I grew up in the small Pennsylvania village where my mother was born. The village was along a river and in the flood plain. Every few years the late winter mountain runoff was too much and we'd be inundated. Growing up, a flood was always a time of disruption and extra chores. We couldn't drink from the well and we would lose our heating and often the electricity. And after the flood there was all of the cleaning to do, scraping up the mud and whitewashing basement walls and cleaning everything. I'd never lived through a serious flood, where houses were covered or destroyed, but my mother certainly had.

My flood dream starts with me as a small child in my mother's house. It feels like a long time ago. We look out the window into the street and see that the road has been replaced by a railroad. But waters are slowly rising around the tracks and firemen are there loosening the rails to allow the waters to flow through.
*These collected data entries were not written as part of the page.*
//! Transport establishment
//!
//! Opens the socket a pooled connection runs on: TCP connect bounded by the
//! connect budget, an optional CONNECT tunnel through an HTTP proxy, and a
//! TLS handshake whose ALPN result decides between HTTP/1.1 and HTTP/2.
//! Everything is returned as a `Box<dyn SessionOps>` wrapped so the pool's
//! [`ConnectionStats`] see every socket that is opened and closed.

use super::message::{ResponseBody, Status, Version};
use super::parser::{ResponseHead, ResponseParser};
use super::pool::ConnectionStats;
use super::session::{self, FdSessionOps, HttpSession, PollEvents, SessionOps};
use super::timeout::{CancelToken, ConnectBudget, Deadline};
use super::tls::handshake::{self, ClientHandshake};
use super::tls::{SslSessionInfo, TlsConfig, TlsError};
use super::{Error, Headers, Result, Uri, CRLF};
use socket2::{Domain, Protocol, SockAddr, Socket, Type};
use std::fmt;
use std::io;
use std::net::{SocketAddr, TcpStream, ToSocketAddrs};
use std::os::fd::{AsRawFd, RawFd};
use std::sync::atomic::{AtomicU8, Ordering};
use std::sync::Arc;
use std::time::Duration;
use tracing::{debug, trace};

/// ALPN offer when HTTP/2 is acceptable
const ALPN_H2: &[&str] = &["h2", "http/1.1"];
const ALPN_HTTP11: &[&str] = &["http/1.1"];

/// Lifecycle state of a connection
#[derive(Debug, Clone, Copy, PartialEq, Eq, Hash)]
#[repr(u8)]
pub enum ConnectionState {
    Connecting = 0,
    /// Pooled, no exchange in flight
    Idle = 1,
    Active = 2,
    /// Shutting down once outstanding streams finish
    Draining = 3,
    Closed = 4,
}

impl ConnectionState {
    fn from_u8(value: u8) -> ConnectionState {
        match value {
            0 => ConnectionState::Connecting,
            1 => ConnectionState::Idle,
            2 => ConnectionState::Active,
            3 => ConnectionState::Draining,
            _ => ConnectionState::Closed,
        }
    }
}

impl fmt::Display for ConnectionState {
    fn fmt(&self, f: &mut fmt::Formatter<'_>) -> fmt::Result {
        let name = match self {
            ConnectionState::Connecting => "CONNECTING",
            ConnectionState::Idle => "IDLE",
            ConnectionState::Active => "ACTIVE",
            ConnectionState::Draining => "DRAINING",
            ConnectionState::Closed => "CLOSED",
        };
        f.write_str(name)
    }
}

/// Atomically updated [`ConnectionState`]
///
/// Claiming an idle connection and evicting it both go through
/// `transition(Idle, ..)`, so exactly one of them wins.
#[derive(Debug)]
pub struct StateCell(AtomicU8);

impl StateCell {
    pub fn new(state: ConnectionState) -> Self {
        StateCell(AtomicU8::new(state as u8))
    }

    pub fn get(&self) -> ConnectionState {
        ConnectionState::from_u8(self.0.load(Ordering::Acquire))
    }

    pub fn set(&self, state: ConnectionState) {
        self.0.store(state as u8, Ordering::Release);
    }

    /// Move from `from` to `to`; false if the state was not `from`
    pub fn transition(&self, from: ConnectionState, to: ConnectionState) -> bool {
        self.0
            .compare_exchange(from as u8, to as u8, Ordering::AcqRel, Ordering::Acquire)
            .is_ok()
    }
}

/// Plain HTTP proxy
#[derive(Debug, Clone, PartialEq, Eq, Hash)]
pub struct Proxy {
    host: String,
    port: u16,
}

impl Proxy {
    pub fn http(host: impl Into<String>, port: u16) -> Proxy {
        Proxy {
            host: host.into(),
            port,
        }
    }

    /// Proxy listening on `addr`
    pub fn from_addr(addr: SocketAddr) -> Proxy {
        Proxy::http(addr.ip().to_string(), addr.port())
    }

    pub fn host(&self) -> &str {
        &self.host
    }

    pub fn port(&self) -> u16 {
        self.port
    }

    pub fn authority(&self) -> String {
        if self.host.contains(':') {
            format!("[{}]:{}", self.host, self.port)
        } else {
            format!("{}:{}", self.host, self.port)
        }
    }
}

impl fmt::Display for Proxy {
    fn fmt(&self, f: &mut fmt::Formatter<'_>) -> fmt::Result {
        write!(f, "http://{}", self.authority())
    }
}

/// How a request reaches its origin
#[derive(Debug, Clone, Copy, PartialEq, Eq)]
pub enum Route {
    Direct,
    /// CONNECT tunnel through the proxy, then end-to-end TLS
    Tunnel,
    /// Plain proxy forwarding with absolute-form targets
    Forward,
}

impl Route {
    pub fn select(uri: &Uri, proxy: Option<&Proxy>) -> Route {
        match proxy {
            None => Route::Direct,
            Some(_) if uri.is_https() => Route::Tunnel,
            Some(_) => Route::Forward,
        }
    }
}

/// Protocol plan for a new connection
#[derive(Debug, Clone, Copy, PartialEq, Eq)]
pub enum Negotiation {
    Http1,
    /// TLS offering `h2` through ALPN
    Alpn,
    /// Plaintext `Upgrade: h2c` on the first request
    Upgrade,
}

impl Negotiation {
    /// Decide how to reach HTTP/2, if at all
    ///
    /// A plaintext request through a forwarding proxy is silently sent as
    /// HTTP/1.1 even when HTTP/2 was preferred. `Upgrade` still reuses a
    /// pooled HTTP/2 connection; the pool only leads a new `h2c` upgrade
    /// with a request that has no body.
    pub fn select(uri: &Uri, route: Route, preference: Version) -> Negotiation {
        if preference != Version::Http2 {
            return Negotiation::Http1;
        }
        match route {
            _ if uri.is_https() => Negotiation::Alpn,
            Route::Forward => Negotiation::Http1,
            _ => Negotiation::Upgrade,
        }
    }
}

/// Outcome of an exchange that did not produce a response
#[derive(Debug)]
pub(crate) struct Failure {
    pub error: Error,
    /// Nothing of the request was processed; it may be resent elsewhere
    pub retryable: bool,
}

impl Failure {
    pub fn fatal(error: Error) -> Failure {
        Failure {
            error,
            retryable: false,
        }
    }

    pub fn retryable(error: Error) -> Failure {
        Failure {
            error,
            retryable: true,
        }
    }
}

impl From<Error> for Failure {
    fn from(error: Error) -> Failure {
        Failure::fatal(error)
    }
}

/// Response head plus a body that may still be streaming
#[derive(Debug)]
pub(crate) struct ResponseParts {
    pub status: Status,
    pub version: Version,
    pub headers: Headers,
    pub body: ResponseBody,
    pub ssl: Option<SslSessionInfo>,
}

/// Session that reports its close to the pool's statistics
pub(crate) struct TrackedSession {
    inner: Box<dyn SessionOps>,
    stats: Arc<ConnectionStats>,
}

impl SessionOps for TrackedSession {
    fn poll(&self, events: PollEvents, timeout: Option<Duration>) -> Result<bool> {
        self.inner.poll(events, timeout)
    }

    fn read(&mut self, buf: &mut [u8]) -> Result<usize> {
        self.inner.read(buf)
    }

    fn write(&mut self, buf: &[u8]) -> Result<usize> {
        self.inner.write(buf)
    }

    fn flush(&mut self) -> Result<()> {
        self.inner.flush()
    }

    fn close(&mut self) -> Result<()> {
        self.inner.close()
    }

    fn raw_fd(&self) -> RawFd {
        self.inner.raw_fd()
    }

    fn buffered(&self) -> usize {
        self.inner.buffered()
    }

    fn ssl_info(&self) -> Option<SslSessionInfo> {
        self.inner.ssl_info()
    }
}

impl Drop for TrackedSession {
    fn drop(&mut self) {
        self.stats.record_closed();
    }
}

/// Counts a socket as closed unless ownership moved to a [`TrackedSession`]
struct OpenGuard {
    stats: Arc<ConnectionStats>,
    armed: bool,
}

impl OpenGuard {
    fn new(stats: &Arc<ConnectionStats>) -> OpenGuard {
        stats.record_opened();
        OpenGuard {
            stats: Arc::clone(stats),
            armed: true,
        }
    }

    fn track(mut self, inner: Box<dyn SessionOps>) -> TrackedSession {
        self.armed = false;
        TrackedSession {
            inner,
            stats: Arc::clone(&self.stats),
        }
    }
}

impl Drop for OpenGuard {
    fn drop(&mut self) {
        if self.armed {
            self.stats.record_closed();
        }
    }
}

/// Established transport
pub(crate) struct Transport {
    pub session: Box<dyn SessionOps>,
    pub ssl: Option<SslSessionInfo>,
    /// ALPN selected `h2`
    pub h2: bool,
    pub route: Route,
}

/// Everything needed to open one transport
pub(crate) struct ConnectParams<'a> {
    pub uri: &'a Uri,
    pub proxy: Option<&'a Proxy>,
    pub tls: &'a TlsConfig,
    pub negotiation: Negotiation,
    pub budget: ConnectBudget,
    /// `Proxy-Authorization` value for the CONNECT request
    pub proxy_authorization: Option<String>,
    pub stats: &'a Arc<ConnectionStats>,
    pub cancel: &'a CancelToken,
}

/// Open a transport to `params.uri`
pub(crate) fn connect(params: &ConnectParams<'_>) -> Result<Transport> {
    let route = Route::select(params.uri, params.proxy);
    let (host, port) = match params.proxy {
        Some(proxy) => (proxy.host().to_string(), proxy.port()),
        None => (
            params.uri.host_for_connect().to_string(),
            params.uri.port_or_default(),
        ),
    };

    params.cancel.check()?;
    let guard = OpenGuard::new(params.stats);
    let stream = connect_tcp(&host, port, &params.budget)?;

    let interrupt = session::interrupt_on_cancel(params.cancel, stream.as_raw_fd());
    let established = establish(stream, route, params);
    drop(interrupt);
    params.cancel.check()?;
    let (inner, ssl, h2) = established?;

    debug!(
        authority = %params.uri.authority_with_port(),
        proxy = ?params.proxy.map(|p| p.authority()),
        ?route,
        h2,
        "connection established"
    );
    Ok(Transport {
        session: Box::new(guard.track(inner)),
        ssl,
        h2,
        route,
    })
}

type Established = (Box<dyn SessionOps>, Option<SslSessionInfo>, bool);

/// Tunnel and TLS on top of a connected socket
fn establish(stream: TcpStream, route: Route, params: &ConnectParams<'_>) -> Result<Established> {
    if route == Route::Tunnel {
        establish_tunnel(&stream, params)?;
    }
    if params.uri.is_https() {
        let session = tls_handshake(stream, params)?;
        let info = session.info().clone();
        let h2 = info.is_h2();
        Ok((Box::new(session), Some(info), h2))
    } else {
        Ok((Box::new(FdSessionOps::new(stream)), None, false))
    }
}

fn is_timeout(err: &io::Error) -> bool {
    matches!(err.kind(), io::ErrorKind::TimedOut | io::ErrorKind::WouldBlock)
}

/// TCP connect to the first address that accepts, within the budget
fn connect_tcp(host: &str, port: u16, budget: &ConnectBudget) -> Result<TcpStream> {
    let addrs: Vec<SocketAddr> = (host, port)
        .to_socket_addrs()
        .map_err(|e| Error::Unresolved(format!("{}:{}: {}", host, port, e)))?
        .collect();
    if addrs.is_empty() {
        return Err(Error::Unresolved(format!("{}:{}", host, port)));
    }

    let deadline = budget.effective();
    let mut last = None;
    for addr in addrs {
        let socket = Socket::new(Domain::for_address(addr), Type::STREAM, Some(Protocol::TCP))?;
        let target = SockAddr::from(addr);
        let attempt = match deadline.remaining() {
            Some(left) if left.is_zero() => Err(io::Error::new(io::ErrorKind::TimedOut, "connect timed out")),
            Some(left) => socket.connect_timeout(&target, left),
            None => socket.connect(&target),
        };
        match attempt {
            Ok(()) => {
                socket.set_nodelay(true)?;
                trace!(%addr, "tcp connected");
                return Ok(socket.into());
            }
            Err(e) => {
                let timed_out = is_timeout(&e) || deadline.is_expired();
                let cause = Error::Connect {
                    addr: addr.to_string(),
                    source: e,
                };
                if timed_out {
                    return Err(budget.timeout_error(cause));
                }
                last = Some(cause);
            }
        }
    }
    Err(last.unwrap_or_else(|| Error::Unresolved(format!("{}:{}", host, port))))
}

/// CONNECT request for `uri`'s authority
fn connect_request(uri: &Uri, proxy_authorization: Option<&str>) -> String {
    let authority = uri.authority_with_port();
    let mut wire = format!("CONNECT {} HTTP/1.1{}Host: {}{}", authority, CRLF, authority, CRLF);
    if let Some(value) = proxy_authorization {
        wire.push_str(&format!("Proxy-Authorization: {}{}", value, CRLF));
    }
    wire.push_str(CRLF);
    wire
}

/// Ask the proxy for a tunnel; the stream is left positioned after the reply
fn establish_tunnel(stream: &TcpStream, params: &ConnectParams<'_>) -> Result<()> {
    let session = FdSessionOps::new(stream.try_clone()?);
    let mut session = HttpSession::new(session);
    session.set_deadline(params.budget.effective().instant());

    let wire = connect_request(params.uri, params.proxy_authorization.as_deref());
    let head = match send_connect(&mut session, wire.as_bytes()) {
        Ok(head) => head,
        Err(Error::Timeout) => {
            return Err(params.budget.timeout_error(Error::io(
                io::ErrorKind::TimedOut,
                "proxy did not answer CONNECT",
            )))
        }
        Err(e) => return Err(e),
    };

    let code = head.status.code();
    debug!(proxy = ?params.proxy.map(|p| p.authority()), status = code, "CONNECT answered");
    if (200..300).contains(&code) {
        return Ok(());
    }
    if code == 407 {
        return Err(Error::ProxyAuthRequired(Box::new(head)));
    }
    Err(Error::Handshake(format!(
        "Unable to tunnel through proxy. Proxy returns \"{} {} {}\"",
        head.version, code, head.reason
    )))
}

fn send_connect<S: SessionOps>(session: &mut HttpSession<S>, wire: &[u8]) -> Result<ResponseHead> {
    session.write_all(wire)?;
    // Byte at a time so nothing of the tunnelled stream is consumed
    let mut parser = ResponseParser::new();
    let mut byte = [0u8; 1];
    loop {
        if session.read(&mut byte)? == 0 {
            return Err(Error::ConnectionClosed);
        }
        if let Some(head) = parser.parse(&byte)? {
            return Ok(head);
        }
    }
}

fn tls_handshake(stream: TcpStream, params: &ConnectParams<'_>) -> Result<super::tls::TlsSessionOps> {
    let alpn = match params.negotiation {
        Negotiation::Alpn => ALPN_H2,
        _ => ALPN_HTTP11,
    };
    let handshake = ClientHandshake {
        host: params.uri.host_for_connect(),
        alpn,
        deadline: params.budget.effective().instant(),
    };
    handshake::connect(stream, params.tls, &handshake).map_err(|e| match e {
        TlsError::HandshakeTimeout => params
            .budget
            .timeout_error(Error::io(io::ErrorKind::TimedOut, "TLS handshake timed out")),
        TlsError::HandshakeFailed(msg) => Error::Handshake(msg),
        TlsError::Io(e) => Error::Io(e),
        other => Error::Tls(other),
    })
}

/// Deadline for the connect phase of a request
pub(crate) fn connect_budget(connect_timeout: Option<Duration>, request: Deadline) -> ConnectBudget {
    ConnectBudget::new(connect_timeout, request)
}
They leave the rails just sitting in the water. I go down to look and the water is coming between the houses in a great wash. It is a lot of water, full of motion. Very clear but greenish. It is all moving and there are people around. I felt the presence of my mother.

When we worked on this dream in my dream group we didn't get too much out of it. I felt that this could have been an experience of my Mother's when she was a child. The quality of the time seemed to be from the late 30s when she was a small child. Since she had departed earlier that year I'd experienced other dreams and visions where I saw her dealing with various stages of her afterlife journey and I felt that she was now in a resting place. Somehow I associated this dream with that. There is a sense that I'm sharing awareness of this with her. Another really interesting aspect of the dream was the quality of the water, the way it moved, the color of it, the crystal clarity of it, the way it washes toward me like a roiling cloud, but transparent. There's a feeling here that I find hard to explain. It's complex.

You posting about poetry and flooding has opened up a new view of this dream, that it is more about my feeling and my experience. I'd never thought about myself as a writer, or writer of poetry. I'd always expressed myself with my hands, sculpting or carving or drawing. Years ago a psychic had told me that I had a path as a writer available to me, but I shrugged it off as unlikely. Yes, I'd had a few articles published in the past and had done a lot of writing for my job, but really, me? a writer?

But since the time of that dream I have been writing more and much more so in the last month. The water looks inviting. I think maybe I'll even try my hand at a poem about this.

This is a great blog you have Robert, I've found lots of food for thought and interesting conversations.